A Procuradoria-Geral da República (PGR) se manifestou, nesta quarta-feira (2), contra a continuidade da queixa-crime movida pelo deputado federal Arthur Lira (PP-AL) contra o senador Renan Calheiros (MDB-AL) no Supremo Tribunal Federal (STF). O parecer, assinado pelo procurador-geral da República, Paulo Gonet, aponta que as declarações atribuídas ao senador estão amparadas pela imunidade parlamentar.
A ação foi iniciada em julho de 2023 na Justiça Federal do Distrito Federal e, posteriormente, remetida ao STF em razão do foro privilegiado das autoridades envolvidas. Arthur Lira acusa Renan Calheiros dos crimes de calúnia, difamação e injúria, com base em declarações públicas feitas pelo senador.
No entanto, segundo o parecer da PGR, as manifestações atribuídas a Renan guardam relação com o exercício do mandato parlamentar, ainda que tenham ocorrido fora do ambiente legislativo. Para Gonet, as falas se enquadram no escopo da imunidade parlamentar material, prevista na Constituição Federal, que garante aos congressistas proteção por suas opiniões, palavras e votos no exercício do mandato.
Diante disso, o procurador recomendou o arquivamento da queixa-crime, por entender que não há justa causa para o prosseguimento da ação penal.
Declarações sob análise
Entre os trechos destacados no processo, estão críticas feitas por Renan Calheiros ao uso de recursos públicos por parte de Arthur Lira, incluindo referências a suposto envolvimento do deputado com o orçamento secreto e a práticas irregulares em prefeituras ligadas à sua base de apoio.
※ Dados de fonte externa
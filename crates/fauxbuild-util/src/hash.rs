use sha2::{Digest, Sha256};
use std::path::Path;

/// SHA-256 of a file's contents as a lowercase hex string.
///
/// The file is streamed through the hasher, so snapshot files of any size
/// can be fingerprinted without loading them whole.
pub fn sha256_file(path: &Path) -> std::io::Result<String> {
    let mut file = std::fs::File::open(path)?;
    let mut hasher = Sha256::new();
    std::io::copy(&mut file, &mut hasher)?;
    Ok(hex(&hasher.finalize()))
}

/// SHA-256 of an in-memory buffer as a lowercase hex string.
pub fn sha256_bytes(data: &[u8]) -> String {
    hex(&Sha256::digest(data))
}

fn hex(bytes: &[u8]) -> String {
    bytes.iter().map(|b| format!("{b:02x}")).collect()
}
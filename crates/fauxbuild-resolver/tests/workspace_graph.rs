use std::fs;

use fauxbuild_core::workspace::Workspace;
use fauxbuild_resolver::{BatchOrder, GraphBuilder, GraphError, PackageGraph};
use tempfile::TempDir;

const LOCK: &str = r#"
version = 3

[[package]]
name = "cli"
version = "0.3.0"
dependencies = [
 "core 0.3.0",
 "serde",
]

[[package]]
name = "core"
version = "0.3.0"
dependencies = [
 "serde 1.0.195 (registry+https://github.com/rust-lang/crates.io-index)",
 "testkit",
]

[[package]]
name = "serde"
version = "1.0.195"
source = "registry+https://github.com/rust-lang/crates.io-index"
checksum = "63261df402c67811e9ac6def069e4786148c4563f4b50fd4bf30aa370d626b02"

[[package]]
name = "testkit"
version = "0.1.0"
dependencies = ["core"]
"#;

fn write_project(dir: &std::path::Path) {
    fs::write(dir.join("Cargo.lock"), LOCK).unwrap();
    fs::write(
        dir.join("Cargo.toml"),
        "[workspace]\nmembers = [\"cli\", \"core\"]\n\n[workspace.package]\nversion = \"0.3.0\"\n",
    )
    .unwrap();
    for member in ["cli", "core"] {
        fs::create_dir_all(dir.join(member)).unwrap();
        fs::write(
            dir.join(member).join("Cargo.toml"),
            format!("[package]\nname = \"{member}\"\nversion.workspace = true\n"),
        )
        .unwrap();
    }
}

#[test]
fn dev_dependency_cycle_through_member_is_broken() {
    let tmp = TempDir::new().unwrap();
    write_project(tmp.path());

    let ws = Workspace::load(tmp.path()).unwrap();
    let resolved = GraphBuilder::from_workspace(&ws)
        .build(&mut BatchOrder::shuffled(Some(9)))
        .unwrap();
    let g = &resolved.graph;

    assert_eq!(g.len(), 4);
    assert_eq!(g.targets().len(), 2);
    assert!(g.is_acyclic());

    let core = g.find("core", "0.3.0").unwrap();
    let testkit = g.find("testkit", "0.1.0").unwrap();
    assert_eq!(resolved.report.broken_edges, vec![(core, testkit)]);
    assert_eq!(g.package(testkit).dependencies(), &[core]);

    let root = tmp.path().display().to_string();
    assert_eq!(g.target_path(core), Some(format!("{root}/core").as_str()));
}

#[test]
fn snapshot_file_round_trip() {
    let tmp = TempDir::new().unwrap();
    write_project(tmp.path());
    let ws = Workspace::load(tmp.path()).unwrap();
    let graph = GraphBuilder::from_workspace(&ws)
        .build(&mut BatchOrder::Declared)
        .unwrap()
        .graph;

    let path = tmp.path().join("target").join("project.fxb");
    graph.write_snapshot(&path, 6).unwrap();
    let restored = PackageGraph::read_snapshot(&path).unwrap();

    assert_eq!(restored.to_snapshot(), graph.to_snapshot());
    assert_eq!(restored.initial_ready(), graph.initial_ready());
}

#[test]
fn member_missing_from_lockfile_is_reported() {
    let tmp = TempDir::new().unwrap();
    write_project(tmp.path());
    fs::write(
        tmp.path().join("cli").join("Cargo.toml"),
        "[package]\nname = \"cli\"\nversion = \"9.0.0\"\n",
    )
    .unwrap();

    let ws = Workspace::load(tmp.path()).unwrap();
    let err = GraphBuilder::from_workspace(&ws)
        .build(&mut BatchOrder::Declared)
        .unwrap_err();
    assert!(matches!(err, GraphError::UnknownTarget { .. }));
}
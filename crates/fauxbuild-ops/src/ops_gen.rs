//! Operation: resolve a project's graph and write it as a snapshot.

use std::path::{Path, PathBuf};

use fauxbuild_core::config::GlobalConfig;
use fauxbuild_resolver::BatchOrder;
use fauxbuild_util::errors::{FauxError, FauxResult};
use fauxbuild_util::hash;
use fauxbuild_util::progress::status_info;
use tracing::info;

use crate::{resolve_project, WorkKind};

/// Options for `fauxbuild gen`.
#[derive(Debug, Clone)]
pub struct GenOptions {
    pub output: PathBuf,
    pub kind: WorkKind,
    /// Seed for the package order stored in the snapshot.
    pub seed: Option<u64>,
}

/// What was written.
#[derive(Debug, Clone)]
pub struct GenReport {
    pub output: PathBuf,
    pub kind: WorkKind,
    pub packages: usize,
    pub size: u64,
    pub sha256: String,
}

/// Resolve the project in `project_dir` and write its snapshot to `opts.output`.
pub fn gen(
    project_dir: &Path,
    opts: &GenOptions,
    config: &GlobalConfig,
) -> FauxResult<GenReport> {
    let mut order = BatchOrder::shuffled(opts.seed.or(config.build.seed));
    let graph = resolve_project(project_dir, &mut order)?;
    graph.write_snapshot(&opts.output, config.snapshot.compression)?;

    let output = fauxbuild_util::fs::absolute(&opts.output).map_err(FauxError::Io)?;
    let size = std::fs::metadata(&output).map_err(FauxError::Io)?.len();
    let sha256 = hash::sha256_file(&output).map_err(FauxError::Io)?;
    info!(output = %output.display(), packages = graph.len(), size, "snapshot written");

    status_info("Output", &output.display().to_string());
    status_info("Type", opts.kind.as_str());
    status_info("Size", &format!("{:.2} KiB", size as f64 / 1024.0));
    status_info("SHA-256", &sha256);

    Ok(GenReport {
        output,
        kind: opts.kind,
        packages: graph.len(),
        size,
        sha256,
    })
}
As declarações teriam motivado Lira a ingressar com a ação, alegando que foram ofensivas à sua honra.
A tentativa de conciliação entre as partes, marcada para maio deste ano, não teve sucesso, após negativa do senador Renan em participar da audiência.
O caso agora aguarda decisão do relator no STF sobre a continuidade ou não da tramitação da queixa-crime, à luz da manifestação da PGR.